WHAT IS REQUIRED → Only one portion of the data is to be written out: from the line bearing "of an error." through the line bearing "body: Option<Value>) ->". Write it exactly as it appears.

━━ SUPPLIED ENTRIES

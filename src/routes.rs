use axum::{Json, Router, extract::{Path, State}, routing::{get, post}};
use serde_json::{json, Value};
use std::sync::Arc;
use tower_http::cors::{Any, CorsLayer};

use crate::{
    error::AppError,
    models::{ChatRequest, ChatResponse, DeleteResponse, SessionStatusResponse, TemplateInfo, TemplatesResponse},
    orchestrator::Orchestrator,
    planner,
    session::SessionStore,
    template::TemplateKind,
};

#[derive(Clone)]
pub struct AppState {
    pub store: Arc<SessionStore>,
    pub orchestrator: Arc<Orchestrator>,
}

pub fn app(state: AppState) -> Router {
    Router::new()
        .route("/health", get(health))
        .route("/templates", get(list_templates))
        .route("/chat", post(chat))
        .route("/sessions/:id", get(get_session).delete(delete_session))
        .layer(
            CorsLayer::new()
                .allow_origin(Any)
                .allow_methods(Any)
                .allow_headers(Any)
        )
        .with_state(state)
}

pub async fn health(State(state): State<AppState>) -> Json<Value> {
    Json(json!({ "status": "ok", "sessions": state.store.len() }))
}

pub async fn list_templates() -> Json<TemplatesResponse> {
    let templates = TemplateKind::ALL
        .into_iter()
        .map(|t| TemplateInfo {
            id: t.number(),
            name: t.name().to_string(),
            description: t.description().to_string(),
            preview_url: t.preview_url().to_string(),
            customizable_elements: t.fields().iter().map(|f| f.name.to_string()).collect(),
            required_elements: t.fields().iter().filter(|f| f.required).map(|f| f.name.to_string()).collect(),
        })
        .collect();
    Json(TemplatesResponse { templates })
}

pub async fn chat(State(state): State<AppState>, Json(body): Json<ChatRequest>) -> Result<Json<ChatResponse>, AppError> {
    let prompt = body.user_prompt.trim();
    if prompt.is_empty() {
        return Err(AppError::BadRequest("user_prompt must not be empty".into()));
    }
    let requested = match body.template_version {
        Some(n) => Some(TemplateKind::from_number(n)
            .ok_or_else(|| AppError::BadRequest(format!("template_version must be 1, 2 or 3, got {n}")))?),
        None => None,
    };

    let (handle, created) = state.store.get_or_create(body.session_id, requested.unwrap_or_default());
    // one turn at a time per session; held across the extractor and renderer calls
    let mut session = handle.lock().await;
    if created {
        tracing::info!("🆕 New session {}", session.id);
    }
    tracing::info!("💬 [{}] user: {}", session.id, prompt);

    let mut reply = state.orchestrator.handle_turn(&mut session, prompt, requested).await;
    if created {
        reply = format!("{}\n\n{}", planner::welcome(), reply);
    }
    tracing::info!("✅ [{}] {} -> {}", session.id, session.status(), reply.lines().last().unwrap_or_default());

    Ok(Json(ChatResponse {
        session_id: session.id.clone(),
        response: reply,
        status: session.status(),
        template_version: session.template.number(),
    }))
}

pub async fn get_session(Path(id): Path<String>, State(state): State<AppState>) -> Result<Json<SessionStatusResponse>, AppError> {
    let handle = state.store.get(&id).ok_or_else(|| AppError::SessionNotFound(id.clone()))?;
    let session = handle.lock().await;
    Ok(Json(SessionStatusResponse {
        session_id: session.id.clone(),
        status: session.status(),
        template_version: session.template.number(),
        has_template: session.template_url().is_some(),
        template_url: session.template_url().map(str::to_string),
        turns: session.history.len(),
        created_at: session.created_at,
        updated_at: session.updated_at(),
    }))
}

/// Idempotent: deleting an unknown session reports `deleted: false` instead of an error.
pub async fn delete_session(Path(id): Path<String>, State(state): State<AppState>) -> Json<DeleteResponse> {
    let deleted = state.store.remove(&id);
    tracing::info!("🗑️ Delete session {} (existed: {})", id, deleted);
    Json(DeleteResponse { session_id: id, deleted })
}

#[cfg(test)]
mod tests {
    use super::*;
    use crate::{extractor::PatternExtractor, render::TemplatedClient, session::Status};
    use axum::{body::{to_bytes, Body}, http::{Request, StatusCode}};
    use pretty_assertions::assert_eq;
    use std::{collections::HashMap, time::Duration};
    use tower::ServiceExt;

    fn test_state() -> AppState {
        let renderer = TemplatedClient::new(None, "http://unused".into(), HashMap::new(), Duration::from_secs(1));
        let orchestrator = Orchestrator::new(
            Arc::new(PatternExtractor),
            Arc::new(renderer),
            Duration::from_secs(5),
            Duration::from_secs(5),
        );
        AppState { store: Arc::default(), orchestrator: Arc::new(orchestrator) }
    }

    fn test_app() -> Router {
        app(test_state())
    }

    async fn send(app: &Router, method: &str, uri: &str, body: Option<Value>) -> (StatusCode, Value) {
        let request = Request::builder()
            .method(method)
            .uri(uri)
            .header("content-type", "application/json")
            .body(body.map_or_else(Body::empty, |b| Body::from(b.to_string())))
            .unwrap();
        let response = app.clone().oneshot(request).await.unwrap();
        let status = response.status();
        let bytes = to_bytes(response.into_body(), usize::MAX).await.unwrap();
        let value = if bytes.is_empty() { Value::Null } else { serde_json::from_slice(&bytes).unwrap() };
        (status, value)
    }

    async fn chat_as(app: &Router, session_id: Option<&str>, prompt: &str) -> ChatResponse {
        let (status, body) = send(app, "POST", "/chat", Some(json!({"session_id": session_id, "user_prompt": prompt}))).await;
        assert_eq!(status, StatusCode::OK);
        serde_json::from_value(body).unwrap()
    }

    #[tokio::test]
    async fn full_conversation_over_http() {
        let app = test_app();
        let first = chat_as(&app, None, "poster for luxury apartment, image https://x/a.jpg, price $2,500,000").await;
        assert_eq!(first.status, Status::CollectingInfo);
        assert!(first.response.starts_with("👋 Welcome!"));
        assert!(first.response.ends_with("Could you give me the headline and the accent color?"));

        let id = first.session_id.as_str();
        let second = chat_as(&app, Some(id), "headline LUXURY, gold color").await;
        assert_eq!(second.status, Status::ReadyToGenerate);
        assert!(!second.response.starts_with("👋"));

        let third = chat_as(&app, Some(id), "generate it").await;
        assert_eq!(third.status, Status::TemplateGenerated);

        let (status, body) = send(&app, "GET", &format!("/sessions/{id}"), None).await;
        assert_eq!(status, StatusCode::OK);
        let status_body: SessionStatusResponse = serde_json::from_value(body).unwrap();
        assert!(status_body.has_template);
        assert_eq!(status_body.template_url.as_deref(), Some(crate::render::MOCK_POSTER_URL));
    }

    #[tokio::test]
    async fn status_is_idempotent() {
        let app = test_app();
        let chat = chat_as(&app, Some("fixed-id"), "price $100").await;
        assert_eq!(chat.session_id, "fixed-id");

        let first = send(&app, "GET", "/sessions/fixed-id", None).await;
        let second = send(&app, "GET", "/sessions/fixed-id", None).await;
        assert_eq!(first, second);
        assert_eq!(first.1["has_template"], false);
    }

    #[tokio::test]
    async fn delete_then_status_is_not_found() {
        let app = test_app();
        let chat = chat_as(&app, None, "hello").await;
        let uri = format!("/sessions/{}", chat.session_id);

        let (status, body) = send(&app, "DELETE", &uri, None).await;
        assert_eq!(status, StatusCode::OK);
        assert_eq!(body["deleted"], true);

        let (status, body) = send(&app, "GET", &uri, None).await;
        assert_eq!(status, StatusCode::NOT_FOUND);
        assert!(body["error"].as_str().unwrap().contains("not found"));

        let (status, body) = send(&app, "DELETE", &uri, None).await;
        assert_eq!(status, StatusCode::OK);
        assert_eq!(body["deleted"], false);
    }

    #[tokio::test]
    async fn rejects_bad_requests() {
        let app = test_app();
        let (status, _) = send(&app, "POST", "/chat", Some(json!({"user_prompt": "   "}))).await;
        assert_eq!(status, StatusCode::BAD_REQUEST);

        let (status, body) = send(&app, "POST", "/chat", Some(json!({"user_prompt": "hi", "template_version": 9}))).await;
        assert_eq!(status, StatusCode::BAD_REQUEST);
        assert!(body["error"].as_str().unwrap().contains("template_version"));
    }

    #[tokio::test]
    async fn template_version_selects_template() {
        let app = test_app();
        let chat = chat_as(&app, None, "image https://x/a.jpg").await;
        let (_, body) = send(&app, "POST", "/chat", Some(json!({
            "session_id": chat.session_id, "user_prompt": "headline HOUSE, blue color", "template_version": 2
        }))).await;
        assert_eq!(body["template_version"], 2);
        assert_eq!(body["status"], "READY_TO_GENERATE");
    }

    #[tokio::test]
    async fn concurrent_turns_on_one_session_both_land() {
        let state = test_state();
        let app = app(state.clone());
        let (a, b) = tokio::join!(
            chat_as(&app, Some("shared"), "image https://x/a.jpg"),
            chat_as(&app, Some("shared"), "price $2,500,000"),
        );
        assert_eq!(a.session_id, b.session_id);
        // exactly one of the two created the session
        assert!(a.response.starts_with("👋") != b.response.starts_with("👋"));

        let handle = state.store.get("shared").unwrap();
        let session = handle.lock().await;
        assert_eq!(session.history.len(), 4);
        assert_eq!(session.parameters.get("image_url"), Some("https://x/a.jpg"));
        assert_eq!(session.parameters.get("property_price"), Some("$2,500,000"));
        assert_eq!(state.store.len(), 1);

        let (_, body) = send(&app, "GET", "/sessions/shared", None).await;
        assert_eq!(body["turns"], 4);
    }

    #[tokio::test]
    async fn health_counts_sessions() {
        let app = test_app();
        chat_as(&app, None, "hello").await;
        let (status, body) = send(&app, "GET", "/health", None).await;
        assert_eq!(status, StatusCode::OK);
        assert_eq!(body, json!({"status": "ok", "sessions": 1}));
    }

    #[tokio::test]
    async fn lists_templates() {
        let app = test_app();
        let (status, body) = send(&app, "GET", "/templates", None).await;
        assert_eq!(status, StatusCode::OK);
        let templates = body["templates"].as_array().unwrap();
        assert_eq!(templates.len(), 3);
        assert_eq!(templates[0]["required_elements"], json!(["image_url", "property_price", "headline", "accent_color"]));
    }
}
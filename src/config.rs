use std::{collections::HashMap, str::FromStr, time::Duration};

use crate::{error::ConfigError, template::TemplateKind};

pub const DEMO_KEY: &str = "DEMO_KEY";

#[derive(Debug, Clone)]
pub struct Config {
    pub port: u16,
    pub gemini_api_key: String,
    pub gemini_api_base: String,
    pub gemini_model: String,
    pub templated_api_key: Option<String>,
    pub templated_api_base: String,
    pub template_ids: HashMap<TemplateKind, String>,
    pub extractor_timeout: Duration,
    pub render_timeout: Duration,
    pub history_window: usize,
}

impl Config {
    /// Reads configuration from the process environment (after `.env` has been loaded).
    pub fn from_env() -> Result<Self, ConfigError> {
        Self::from_lookup(|key| std::env::var(key).ok())
    }

    pub fn from_lookup(get: impl Fn(&str) -> Option<String>) -> Result<Self, ConfigError> {
        let non_empty = |key: &str| get(key).filter(|v| !v.trim().is_empty());
        let template_ids = TemplateKind::ALL
            .into_iter()
            .filter_map(|t| non_empty(&format!("TEMPLATED_TEMPLATE_ID{}", t.number())).map(|id| (t, id)))
            .collect();

        Ok(Self {
            port: parse_or(&get, "PORT", 8080)?,
            gemini_api_key: non_empty("GEMINI_API_KEY").unwrap_or_else(|| DEMO_KEY.into()),
            gemini_api_base: non_empty("GEMINI_API_BASE")
                .unwrap_or_else(|| "https://generativelanguage.googleapis.com/v1beta".into()),
            gemini_model: non_empty("GEMINI_MODEL").unwrap_or_else(|| "gemini-1.5-flash".into()),
            templated_api_key: non_empty("TEMPLATED_API_KEY"),
            templated_api_base: non_empty("TEMPLATED_API_BASE").unwrap_or_else(|| "https://api.templated.io/v1".into()),
            template_ids,
            extractor_timeout: Duration::from_secs(parse_or(&get, "EXTRACTOR_TIMEOUT_SECS", 20)?),
            render_timeout: Duration::from_secs(parse_or(&get, "RENDER_TIMEOUT_SECS", 30)?),
            history_window: parse_or(&get, "HISTORY_WINDOW", 12)?,
        })
    }

    pub fn demo_extraction(&self) -> bool {
        self.gemini_api_key == DEMO_KEY
    }
}

fn parse_or<T: FromStr>(get: &impl Fn(&str) -> Option<String>, key: &'static str, default: T) -> Result<T, ConfigError> {
    match get(key) {
        Some(value) if !value.trim().is_empty() => {
            value.trim().parse().map_err(|_| ConfigError::InvalidValue { key, value })
        }
        _ => Ok(default),
    }
}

━━━━

YOUR RESPONSE →
/// Idempotent: deleting an unknown session reports `deleted: false` instead of an error.
pub async fn delete_session(Path(id): Path<String>, State(state): State<AppState>) -> Json<DeleteResponse> {
    let deleted = state.store.remove(&id);
    tracing::info!("🗑️ Delete session {} (existed: {})", id, deleted);
    Json(DeleteResponse { session_id: id, deleted })
}

#[cfg(test)]
mod tests {
    use super::*;
    use crate::{extractor::PatternExtractor, render::TemplatedClient, session::Status};
    use axum::{body::{to_bytes, Body}, http::{Request, StatusCode}};
    use pretty_assertions::assert_eq;
    use std::{collections::HashMap, time::Duration};
    use tower::ServiceExt;

    fn test_state() -> AppState {
        let renderer = TemplatedClient::new(None, "http://unused".into(), HashMap::new(), Duration::from_secs(1));
        let orchestrator = Orchestrator::new(
            Arc::new(PatternExtractor),
            Arc::new(renderer),
            Duration::from_secs(5),
            Duration::from_secs(5),
        );
        AppState { store: Arc::default(), orchestrator: Arc::new(orchestrator) }
    }

    fn test_app() -> Router {
        app(test_state())
    }

    async fn send(app: &Router, method: &str, uri: &str, body: Option<Value>) -> (StatusCode, Value) {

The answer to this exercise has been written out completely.